Start of DATA FOR THIS TASK
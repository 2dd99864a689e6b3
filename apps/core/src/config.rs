//! Application configuration.
//!
//! Built once at start-up from the environment (a `.env` file is honored) and
//! shared read-only as `Arc<AppConfig>` by the chat actor, the orchestrator and
//! the resource selector.

use serde::{Deserialize, Serialize};
use std::env;
use std::path::PathBuf;
use std::str::FromStr;
use tracing::info;
use validator::Validate;

use crate::error::AppError;
use crate::fs_manager::PortablePathManager;
use crate::telemetry::LogFormat;

pub const DEFAULT_CHAT_ENDPOINT: &str = "https://api.openai.com/v1/chat/completions";
pub const DEFAULT_CHAT_MODEL: &str = "gpt-4o-mini";
pub const DEFAULT_GEO_URL: &str = "https://ipapi.co/json/";

pub const DEFAULT_SYSTEM_PROMPT: &str = "You are Haven, a warm and supportive journaling companion. \
Listen carefully, reflect the user's feelings back to them, and ask gentle open questions. \
Draw on evidence-based approaches such as cognitive behavioral therapy and mindfulness when helpful. \
Keep replies concise and conversational. You are not a therapist and never diagnose; \
if the user may be in danger, encourage them to contact local emergency services or a crisis line.";

#[derive(Debug, Clone, Serialize, Deserialize, Validate)]
pub struct AppConfig {
    /// Bearer credential for the chat service. Absent means every turn falls back.
    #[serde(skip_serializing)]
    pub chat_api_key: Option<String>,
    #[validate(url)]
    pub chat_endpoint: String,
    #[validate(length(min = 1))]
    pub chat_model: String,
    #[validate(range(min = 0.0, max = 2.0))]
    pub temperature: f32,
    #[validate(range(min = 1, max = 32768))]
    pub max_tokens: u32,
    /// Prior messages sent with each request.
    #[validate(range(min = 1, max = 100))]
    pub history_window: usize,
    #[validate(range(min = 1, max = 600))]
    pub request_timeout_secs: u64,
    #[validate(length(min = 1))]
    pub system_prompt: String,
    #[validate(url)]
    pub geolocation_url: String,
    /// ISO 3166-1 alpha-2 code used when geolocation fails.
    #[validate(length(equal = 2))]
    pub default_country: String,
    pub data_dir: PathBuf,
    pub log_format: LogFormat,
}

impl Default for AppConfig {
    fn default() -> Self {
        Self {
            chat_api_key: None,
            chat_endpoint: DEFAULT_CHAT_ENDPOINT.to_string(),
            chat_model: DEFAULT_CHAT_MODEL.to_string(),
            temperature: 0.7,
            max_tokens: 800,
            history_window: 10,
            request_timeout_secs: 30,
            system_prompt: DEFAULT_SYSTEM_PROMPT.to_string(),
            geolocation_url: DEFAULT_GEO_URL.to_string(),
            default_country: "US".to_string(),
            data_dir: PortablePathManager::data_dir(),
            log_format: LogFormat::Pretty,
        }
    }
}

fn parse_var<T: FromStr>(name: &str, raw: String) -> Result<T, AppError> {
    raw.trim()
        .parse::<T>()
        .map_err(|_| AppError::Config(format!("{} has an invalid value: {:?}", name, raw)))
}

fn non_empty(name: &str) -> Option<String> {
    env::var(name).ok().filter(|v| !v.trim().is_empty())
}

impl AppConfig {
    /// Reads `.env` (if present) and the `HAVEN_*` variables, then validates.
    pub fn from_env() -> Result<Self, AppError> {
        dotenv::dotenv().ok();
        Self::from_process_env()
    }

    /// Same as [`AppConfig::from_env`] without touching `.env`.
    pub fn from_process_env() -> Result<Self, AppError> {
        let mut config = Self::default();

        config.chat_api_key = non_empty("HAVEN_CHAT_API_KEY").or_else(|| non_empty("OPENAI_API_KEY"));
        if let Some(v) = non_empty("HAVEN_CHAT_ENDPOINT") {
            config.chat_endpoint = v;
        }
        if let Some(v) = non_empty("HAVEN_CHAT_MODEL") {
            config.chat_model = v;
        }
        if let Some(v) = non_empty("HAVEN_CHAT_TEMPERATURE") {
            config.temperature = parse_var("HAVEN_CHAT_TEMPERATURE", v)?;
        }
        if let Some(v) = non_empty("HAVEN_CHAT_MAX_TOKENS") {
            config.max_tokens = parse_var("HAVEN_CHAT_MAX_TOKENS", v)?;
        }
        if let Some(v) = non_empty("HAVEN_HISTORY_WINDOW") {
            config.history_window = parse_var("HAVEN_HISTORY_WINDOW", v)?;
        }
        if let Some(v) = non_empty("HAVEN_CHAT_TIMEOUT_SECS") {
            config.request_timeout_secs = parse_var("HAVEN_CHAT_TIMEOUT_SECS", v)?;
        }
        if let Some(v) = non_empty("HAVEN_SYSTEM_PROMPT") {
            config.system_prompt = v;
        }
        if let Some(v) = non_empty("HAVEN_GEO_URL") {
            config.geolocation_url = v;
        }
        if let Some(v) = non_empty("HAVEN_DEFAULT_COUNTRY") {
            config.default_country = v.trim().to_uppercase();
        }
        if let Some(v) = non_empty("HAVEN_DATA_DIR") {
            config.data_dir = PathBuf::from(v);
        }
        if let Some(v) = non_empty("HAVEN_LOG_FORMAT") {
            config.log_format = parse_var("HAVEN_LOG_FORMAT", v)?;
        }

        config.validate()?;
        info!(
            endpoint = %config.chat_endpoint,
            model = %config.chat_model,
            credential = config.has_credential(),
            "Configuration loaded"
        );
        Ok(config)
    }

    pub fn has_credential(&self) -> bool {
        self.chat_api_key.is_some()
    }

    /// SQLite file holding the persisted records.
    pub fn db_path(&self) -> PathBuf {
        PortablePathManager::db_file(&self.data_dir)
    }
}

#[cfg(test)]
mod tests {
    use super::*;

    const ALL_VARS: &[&str] = &[
        "HAVEN_CHAT_API_KEY",
        "OPENAI_API_KEY",
        "HAVEN_CHAT_ENDPOINT",
        "HAVEN_CHAT_MODEL",
        "HAVEN_CHAT_TEMPERATURE",
        "HAVEN_CHAT_MAX_TOKENS",
        "HAVEN_HISTORY_WINDOW",
        "HAVEN_CHAT_TIMEOUT_SECS",
        "HAVEN_SYSTEM_PROMPT",
        "HAVEN_GEO_URL",
        "HAVEN_DEFAULT_COUNTRY",
        "HAVEN_DATA_DIR",
        "HAVEN_LOG_FORMAT",
    ];

    fn cleared() -> Vec<(&'static str, Option<&'static str>)> {
        ALL_VARS.iter().map(|k| (*k, None)).collect()
    }

    #[test]
    fn test_defaults_validate() {
        let config = AppConfig::default();
        assert!(config.validate().is_ok());
        assert_eq!(config.temperature, 0.7);
        assert_eq!(config.max_tokens, 800);
        assert_eq!(config.history_window, 10);
    }

    #[test]
    fn test_from_env_defaults_without_credential() {
        temp_env::with_vars(cleared(), || {
            let config = AppConfig::from_process_env().unwrap();
            assert!(!config.has_credential());
            assert_eq!(config.chat_endpoint, DEFAULT_CHAT_ENDPOINT);
        });
    }

    #[test]
    fn test_from_env_overrides() {
        let mut vars = cleared();
        vars.retain(|(k, _)| {
            !matches!(
                *k,
                "HAVEN_CHAT_API_KEY" | "HAVEN_CHAT_MODEL" | "HAVEN_DEFAULT_COUNTRY" | "HAVEN_LOG_FORMAT"
            )
        });
        vars.push(("HAVEN_CHAT_API_KEY", Some("sk-test")));
        vars.push(("HAVEN_CHAT_MODEL", Some("local-model")));
        vars.push(("HAVEN_DEFAULT_COUNTRY", Some("gb")));
        vars.push(("HAVEN_LOG_FORMAT", Some("json")));
        temp_env::with_vars(vars, || {
            let config = AppConfig::from_process_env().unwrap();
            assert_eq!(config.chat_api_key.as_deref(), Some("sk-test"));
            assert_eq!(config.chat_model, "local-model");
            assert_eq!(config.default_country, "GB");
            assert_eq!(config.log_format, LogFormat::Json);
        });
    }

    #[test]
    fn test_openai_key_fallback() {
        let mut vars = cleared();
        vars.retain(|(k, _)| *k != "OPENAI_API_KEY");
        vars.push(("OPENAI_API_KEY", Some("sk-fallback")));
        temp_env::with_vars(vars, || {
            let config = AppConfig::from_process_env().unwrap();
            assert_eq!(config.chat_api_key.as_deref(), Some("sk-fallback"));
        });
    }

    #[test]
    fn test_invalid_temperature_rejected() {
        let mut vars = cleared();
        vars.retain(|(k, _)| *k != "HAVEN_CHAT_TEMPERATURE");
        vars.push(("HAVEN_CHAT_TEMPERATURE", Some("5.0")));
        temp_env::with_vars(vars, || {
            assert!(matches!(
                AppConfig::from_process_env(),
                Err(AppError::Validation(_))
            ));
        });
    }

    #[test]
    fn test_unparseable_number_rejected() {
        let mut vars = cleared();
        vars.retain(|(k, _)| *k != "HAVEN_CHAT_MAX_TOKENS");
        vars.push(("HAVEN_CHAT_MAX_TOKENS", Some("lots")));
        temp_env::with_vars(vars, || {
            assert!(matches!(
                AppConfig::from_process_env(),
                Err(AppError::Config(_))
            ));
        });
    }

    #[test]
    fn test_api_key_never_serialized() {
        let config = AppConfig {
            chat_api_key: Some("secret".into()),
            ..AppConfig::default()
        };
        let json = serde_json::to_string(&config).unwrap();
        assert!(!json.contains("secret"));
    }
}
End of DATA FOR THIS TASK
* [WHAT YOU WILL DO]
What is wanted is a copy of every line in the listing that includes the word "range".

* [EXERCISE ANSWER]
    #[validate(range(min = 0.0, max = 2.0))]
    #[validate(range(min = 1, max = 32768))]
    #[validate(range(min = 1, max = 100))]
    #[validate(range(min = 1, max = 600))]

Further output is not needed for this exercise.